Sara lotta ogni giorno contro i pregiudizi legati alla disabilità che lei definisce «nient’altro che una caratteristica fisica» e lo fa costruendo relazioni e passioni anche quando le cose sembrano essere particolarmente difficili o non le permettono di vivere alcune situazioni, come il «semplice» andare in discoteca con le amiche come vorrebbe. Ma Sara non si ferma e sognando la sua
maternità pensa alle mamme che recentemente hanno ricevuto una diagnosi per i loro figli. «Immagino non sia facile per una mamma che riceve la diagnosi di Sma nel proprio figlio, ma io dico che ne vale la pena e che devono combattere.
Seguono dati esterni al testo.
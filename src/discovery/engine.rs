//! The polling state machine.
//!
//! One background task loops `Idle → Polling → Diffing → (Stable |
//! Publishing) → Idle` until shut down. Poll failures are absorbed: the
//! published catalog stays as-is (stale-but-available beats flapping to
//! empty) and the next regular tick retries. Only a genuine content
//! difference (gain, loss, or in-place modification of a capability)
//! advances the version and reaches the dispatcher.

use std::sync::atomic::{AtomicU64, AtomicU8, Ordering};
use std::sync::Arc;

use tokio::sync::{watch, Notify};
use tokio::task::JoinHandle;
use tokio::time::MissedTickBehavior;

use crate::catalog::capability::CatalogCell;
use crate::catalog::mapper::map_representation;
use crate::catalog::CapabilityCatalog;
use crate::discovery::config::DiscoveryConfig;
use crate::dispatch::dispatcher::NotificationDispatcher;
use crate::dispatch::events::CatalogChangedEvent;
use crate::error::ResourceError;
use crate::hypermedia::client::ResourceFetch;

// ---------------------------------------------------------------------------
// PollState
// ---------------------------------------------------------------------------

/// Observable state of the poll loop.
#[derive(Debug, Clone, Copy, PartialEq, Eq)]
#[repr(u8)]
pub enum PollState {
    /// Waiting for the next tick.
    Idle = 0,
    /// Fetch in flight.
    Polling = 1,
    /// Comparing the candidate catalog against the published one.
    Diffing = 2,
    /// Last poll produced no change.
    Stable = 3,
    /// Installing and announcing a new catalog.
    Publishing = 4,
}

impl PollState {
    fn from_u8(value: u8) -> Self {
        match value {
            1 => Self::Polling,
            2 => Self::Diffing,
            3 => Self::Stable,
            4 => Self::Publishing,
            _ => Self::Idle,
        }
    }
}

// ---------------------------------------------------------------------------
// DiscoveryHandle
// ---------------------------------------------------------------------------

/// Handle to a running discovery engine.
///
/// Cheap reads (`current_catalog`, `state`, counters) plus the two
/// control operations: `refresh_now` and graceful `shutdown`.
pub struct DiscoveryHandle {
    cell: Arc<CatalogCell>,
    state: Arc<AtomicU8>,
    polls_completed: Arc<AtomicU64>,
    polls_failed: Arc<AtomicU64>,
    refresh: Arc<Notify>,
    shutdown_tx: watch::Sender<bool>,
    task: JoinHandle<()>,
}

impl DiscoveryHandle {
    /// Snapshot of the currently published catalog.
    pub fn current_catalog(&self) -> Arc<CapabilityCatalog> {
        self.cell.load()
    }

    /// Current loop state.
    pub fn state(&self) -> PollState {
        PollState::from_u8(self.state.load(Ordering::Relaxed))
    }

    /// Polls that fetched and diffed successfully.
    pub fn polls_completed(&self) -> u64 {
        self.polls_completed.load(Ordering::Relaxed)
    }

    /// Polls absorbed as failures.
    pub fn polls_failed(&self) -> u64 {
        self.polls_failed.load(Ordering::Relaxed)
    }

    /// Nudge the loop to poll immediately instead of waiting out the
    /// interval. Useful after a mutation known to have changed resource
    /// state. The nudge coalesces: calling this while a poll is already
    /// in flight schedules at most one extra poll.
    pub fn refresh_now(&self) {
        self.refresh.notify_one();
    }

    /// Stop the engine gracefully: the in-flight poll iteration is
    /// finished or abandoned at its next await point, the timer is
    /// cancelled, and the last-published catalog stays in the cell for
    /// any still-connected reader.
    pub async fn shutdown(self) {
        let _ = self.shutdown_tx.send(true);
        let _ = self.task.await;
    }
}

// ---------------------------------------------------------------------------
// DiscoveryEngine
// ---------------------------------------------------------------------------

/// Spawns the poll loop. The engine itself holds no state; everything
/// observable lives behind the returned [`DiscoveryHandle`].
pub struct DiscoveryEngine;

impl DiscoveryEngine {
    /// Validate `config` and start the background poll loop.
    ///
    /// The engine is the exclusive writer of `cell`; `dispatcher`
    /// receives every published catalog. The first tick fires
    /// immediately, so a reachable resource is reflected in the catalog
    /// right after startup.
    ///
    /// # Errors
    ///
    /// [`ResourceError::InvalidResource`] if the configuration is
    /// invalid. The loop itself never returns an error.
    pub fn spawn(
        config: DiscoveryConfig,
        fetcher: Arc<dyn ResourceFetch>,
        dispatcher: Arc<NotificationDispatcher>,
        cell: Arc<CatalogCell>,
    ) -> Result<DiscoveryHandle, ResourceError> {
        config.validate()?;

        let state = Arc::new(AtomicU8::new(PollState::Idle as u8));
        let polls_completed = Arc::new(AtomicU64::new(0));
        let polls_failed = Arc::new(AtomicU64::new(0));
        let refresh = Arc::new(Notify::new());
        let (shutdown_tx, shutdown_rx) = watch::channel(false);

        let task = tokio::spawn(Self::run(
            config,
            fetcher,
            dispatcher,
            cell.clone(),
            state.clone(),
            polls_completed.clone(),
            polls_failed.clone(),
            refresh.clone(),
            shutdown_rx,
        ));

        Ok(DiscoveryHandle {
            cell,
            state,
            polls_completed,
            polls_failed,
            refresh,
            shutdown_tx,
            task,
        })
    }

    #[allow(clippy::too_many_arguments)]
    async fn run(
        config: DiscoveryConfig,
        fetcher: Arc<dyn ResourceFetch>,
        dispatcher: Arc<NotificationDispatcher>,
        cell: Arc<CatalogCell>,
        state: Arc<AtomicU8>,
        polls_completed: Arc<AtomicU64>,
        polls_failed: Arc<AtomicU64>,
        refresh: Arc<Notify>,
        mut shutdown_rx: watch::Receiver<bool>,
    ) {
        log::info!(
            "Discovery engine started: account='{}', interval={:?}",
            config.account_id,
            config.poll_interval
        );

        let mut ticker = tokio::time::interval(config.poll_interval);
        ticker.set_missed_tick_behavior(MissedTickBehavior::Skip);

        loop {
            state.store(PollState::Idle as u8, Ordering::Relaxed);

            tokio::select! {
                _ = ticker.tick() => {}
                _ = refresh.notified() => {
                    log::debug!("Poll nudged ahead of schedule");
                }
                _ = shutdown_rx.changed() => {
                    if *shutdown_rx.borrow() {
                        break;
                    }
                }
            }

            state.store(PollState::Polling as u8, Ordering::Relaxed);

            // The fetch may suspend this task; no lock is held here. A
            // shutdown signal abandons the in-flight poll.
            let fetched = tokio::select! {
                result = fetcher.fetch(&config.account_id) => result,
                _ = shutdown_rx.changed() => {
                    if *shutdown_rx.borrow() {
                        break;
                    }
                    continue;
                }
            };

            let representation = match fetched {
                Ok(rep) => rep,
                Err(err) => {
                    polls_failed.fetch_add(1, Ordering::Relaxed);
                    match &err {
                        ResourceError::NotFound { resource_id } => log::warn!(
                            "Poll failed: resource '{}' not found; published catalog retained (stale)",
                            resource_id
                        ),
                        other => log::warn!(
                            "Poll failed: {}; published catalog retained, retrying next tick",
                            other
                        ),
                    }
                    continue;
                }
            };

            state.store(PollState::Diffing as u8, Ordering::Relaxed);
            let candidate = map_representation(&representation);
            let current = cell.load();

            if candidate.same_capabilities(&current) {
                state.store(PollState::Stable as u8, Ordering::Relaxed);
                log::debug!(
                    "Poll stable: version={}, capabilities={}",
                    current.version,
                    current.len()
                );
            } else {
                state.store(PollState::Publishing as u8, Ordering::Relaxed);
                let diff = candidate.diff(&current);
                let next = Arc::new(candidate.into_published(current.version + 1));
                // Single atomic swap; readers either see the old catalog
                // or the complete new one, never a partial state.
                cell.store(next.clone());
                dispatcher.publish(CatalogChangedEvent::new(next, diff));
            }

            polls_completed.fetch_add(1, Ordering::Relaxed);
        }

        state.store(PollState::Idle as u8, Ordering::Relaxed);
        log::info!(
            "Discovery engine stopped: last published version={}",
            cell.load().version
        );
    }
}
Ne vale la pena perché noi siamo forti e perché un figlio è qualcosa per cui vale sempre la pena», conclude Sara.

La storia di Piera

«Mio figlio Emiliano è nato sulle note della canzone Benvenuto di Vasco e non poteva esserci colonna sonora più adatta». Inizia così il racconto di Piera una donna forte che vive a Latina e ama la pittura, il mare e Vasco Rossi. Non c’è un giorno in cui lei non ascolti un suo pezzo: Vasco riesce sempre a trovare le parole giuste per raccontare le emozioni. Piera è la mamma di Emiliano, un adolescente di 10 anni che convive con la distrofia muscolare di Duchenne, patologia genetica rara che porta alla degenerazione muscolare.
«Nel momento in cui ho stretto Emiliano per la prima volta ho sentito subito un senso enorme di protezione e poi di orgoglio perché in quel momento non è nato soltanto un bambino, ma anche una mamma», racconta Piera. Diventare madri è un percorso meraviglioso e delicato: per Piera la maternità era un pezzo importante della sua esistenza, un sogno desiderato e ricercato fortemente. Ma in questo percorso si è scontrata anche con un dolore enorme, quello della scoperta della distrofia Duchenne in Emiliano.
«Nel momento in cui ho saputo della diagnosi - continua Piera- ho completamente rimosso tutto come se non ci fosse nessun problema. Poi invece ho dovuto guardare in faccia la realtà». Una realtà che ha portato senza dubbio impegno, dolore e preoccupazioni. Un tempo stravolto e riempito da nuove abitudini e azioni quotidiane dai controlli alle terapie. «Quando una mamma affronta la malattia trova la forza per andare avanti per lei e per l’intero nucleo familiare. Solo così non dico che si supera il dolore, ma sicuramente si migliora», conclude Piera.